Отчего же он убил и отчего душа его, вынырнув из кровавой катастрофы, чуть ли не ликовала, чуть не ощущала себя обновленной?..
Он убил жену, то есть женщину, связанную с ним навеки браком. Я не стану говорить вам ни о религиозном, ни о бытовом, ни о нравственном значении брачного союза. Со всех точек зрения возможен спор, возможно сомнение. Только для очень верующих и очень чистых сердцем брак может представляться до конца таинством… Все терпимо, раз нет посягательства на самую основу духовной личности человека. Все можно стерпеть и все можно вынести во имя любви, во имя семейного мира и благополучия: и несносный характер, и воинственные наклонности, и всякие немощи и недостатки. Но инстинктивно не может добровольно вынести человек одного: нравственного принижения своей духовной личности и бесповоротного ее падения. Ведь к этому свелась супружеская жизнь Кашиных. Мягкость, уступчивость мужа не помогали. Наоборот, они все ближе и ближе придвигали его к нравственной пропасти. Он уже стал попивать вместе с женой, дети были заброшены. Еще немного — и он, пожалуй, делился бы охотно женой с первым встречным, не только с Василием Ладугиным… Он бы стал все выносить. Мрачная, непроглядная клоака, получившаяся из семейной жизни из-за пороков жены, уже готова была окончательно засосать и поглотить его.

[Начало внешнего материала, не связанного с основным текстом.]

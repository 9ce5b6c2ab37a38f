//! Client configuration.
//!
//! The backend base URL is injected explicitly at construction rather than
//! read from a module-level global, so every component can be built against
//! a known endpoint in tests.

use crate::error::{Error, Result};
use crate::util::{is_http_url, normalize_text_option};

/// Environment variable holding the backend base URL.
pub const API_URL_ENV: &str = "JOT_API_URL";

/// Backend endpoint used when no override and no environment value is set.
pub const DEFAULT_API_URL: &str = "http://127.0.0.1:5000/api";

/// Explicitly injected client configuration.
#[derive(Debug, Clone, PartialEq, Eq)]
pub struct ClientConfig {
    /// Normalized base URL of the notes backend, without trailing slash.
    pub base_url: String,
}

impl ClientConfig {
    /// Builds a config from an explicit base URL.
    ///
    /// The URL must start with `http://` or `https://`; surrounding
    /// whitespace and trailing slashes are stripped.
    pub fn new(base_url: impl Into<String>) -> Result<Self> {
        Ok(Self {
            base_url: normalize_base_url(base_url.into())?,
        })
    }

    /// Resolves the base URL from an optional override, then `JOT_API_URL`,
    /// then the loopback default.
    pub fn from_env(override_url: Option<String>) -> Result<Self> {
        let raw = normalize_text_option(override_url)
            .or_else(|| normalize_text_option(std::env::var(API_URL_ENV).ok()))
            .unwrap_or_else(|| DEFAULT_API_URL.to_string());
        Self::new(raw)
    }
}

fn normalize_base_url(raw: String) -> Result<String> {
    let base_url = normalize_text_option(Some(raw))
        .ok_or_else(|| Error::Config("base URL must not be empty".to_string()))?;
    if is_http_url(&base_url) {
        Ok(base_url.trim_end_matches('/').to_string())
    } else {
        Err(Error::Config(
            "base URL must include http:// or https://".to_string(),
        ))
    }
}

Но тут случилось внешнее событие, давшее ему новый душевный толчок. Умер любимый отец, предостерегавший его от этого супружества. Кашин почувствовал себя еще более одиноким и жалким, еще более пришибленным и раздавленным. В вечер накануне убийства он плакал, а жена пьяная плясала. Ночью случилось столкновение с женой, новая пьяная ее бравада: «Я к Ваське пойду!» — и он не выдержал, «не стерпел больше», — он зарезал ее дрянным столовым ножом, который тут же и сломался.
Тут было не исступление ума, не логическое заблуждение больного мозга, тут было нечто большее. Гораздо большее! И никакие эксперты, кроме вас, нам не помогут. Тут было исступление самой основы души, — человеческой души, нравственно беспощадно приниженной, растоптанной, истерзанной! Она должна была или погибнуть навсегда, или воспрянуть, хотя бы ценою преступления.

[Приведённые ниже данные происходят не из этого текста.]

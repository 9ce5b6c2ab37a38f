use crate::commands::common::{
    build_client, format_note_lines, note_to_list_item, NoteListItem, EMPTY_LIST_MESSAGE,
};
use crate::error::CliError;

pub async fn run_list(limit: usize, as_json: bool, api_url: Option<String>) -> Result<(), CliError> {
    let client = build_client(api_url)?;
    client.list().await?;

    let mut notes = client.state().display_notes();
    if limit > 0 {
        notes.truncate(limit);
    }

    if as_json {
        let json_items = notes
            .iter()
            .map(note_to_list_item)
            .collect::<Vec<NoteListItem>>();
        println!("{}", serde_json::to_string_pretty(&json_items)?);
    } else if notes.is_empty() {
        println!("{EMPTY_LIST_MESSAGE}");
    } else {
        for line in format_note_lines(&notes) {
            println!("{line}");
        }
    }

    Ok(())
}
//! Shared utility functions used across multiple modules.

/// Normalize optional text by trimming whitespace and removing empties.
///
/// Returns `None` when the input is `None` or the trimmed value is empty.
pub fn normalize_text_option(value: Option<String>) -> Option<String> {
    let value = value?;
    let value = value.trim();
    if value.is_empty() {
        None
    } else {
        Some(value.to_string())
    }
}

/// Check if a string starts with `http://` or `https://`.
pub fn is_http_url(value: &str) -> bool {
    value.starts_with("http://") || value.starts_with("https://")
}
use crate::commands::common::{build_client, normalize_note_identifier};
use crate::error::CliError;

pub async fn run_delete(id: &str, api_url: Option<String>) -> Result<(), CliError> {
    let normalized_id = normalize_note_identifier(id)?;

    let client = build_client(api_url)?;
    client.delete(&normalized_id).await?;

    println!("{normalized_id}");
    Ok(())
}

Она отсекла в лице убитой от самой себя все, что ее омрачило, топтало в грязь, ежеминутно и ежесекундно влекло к нравственной погибели. И совершил это ничтожный, слабовольный, бесхарактерный Кашин, совершил бессознательно. Так начертано было на скрижалях беспощадной и за все отмщающей судьбы. Он явился только слепым ее орудием.

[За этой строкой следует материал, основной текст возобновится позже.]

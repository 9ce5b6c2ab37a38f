use std::io;

use thiserror::Error;

#[derive(Debug, Error)]
pub enum CliError {
    #[error(transparent)]
    Core(#[from] jot_core::Error),
    #[error(transparent)]
    Io(#[from] io::Error),
    #[error(transparent)]
    Serialization(#[from] serde_json::Error),
    #[error("No note content provided")]
    EmptyContent,
    #[error("Note ID cannot be empty")]
    EmptyNoteId,
}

Я повторяю снова: преступление Кашина выше, глубже, значительнее его самого. Он готов сам развести над ним руками и воскликнуть: «Неужели его сделал я!» Недоумение его будет искренно. Если вы обрушите на него наказание, его понесет вот этот робкий, раздавленный судьбой Кашин, а не тот грозный убийца с исступленной душой, которая, не спрашивая
Перед нами печальный акт, совершенный человеком в состоянии того нравственного невменения, перед которым бесполезно и бессильно людское правосудие.
И не страшитесь, господа присяжные заседатели, безнаказанности для Кашина-убийцы!.. Ему предстоит еще вернуться к детям, которым он никогда не посмеет сказать, что сталось с их матерью… Дайте ему к ним вернуться. Среди искренней радости свидания для них, осиротевших, он понесет свое наказание.
Присяжные заседатели недолго совещались и вынесли Николаю Кашину оправдательный вердикт.
В зале суда в это время воцарился неописуемый хаос. Крики восторга и громкие аплодисменты понеслись отовсюду. Ввиду этого председательствующий распорядился арестовать некоторых из наиболее рьяных зачинщиков беспорядков, допущенных в присутственном месте. У выхода из зала заседания присяжный поверенный Карабчевский был встречен овациями со стороны публики.
ДУЭЛЬ МАКСИМОВА
Во время рассмотрения этого выдающегося в уголовной практике дела зал санкт-петербургского окружного суда представлял редкую по обстановке картину. Многочисленная избранная публика переполняла все места внизу и на хорах. Представители высшего света, блестящие офицеры собственного его величества конвоя, масса нарядных дам, судебный персонал, адвокаты. В воздухе носился тонкий аромат духов.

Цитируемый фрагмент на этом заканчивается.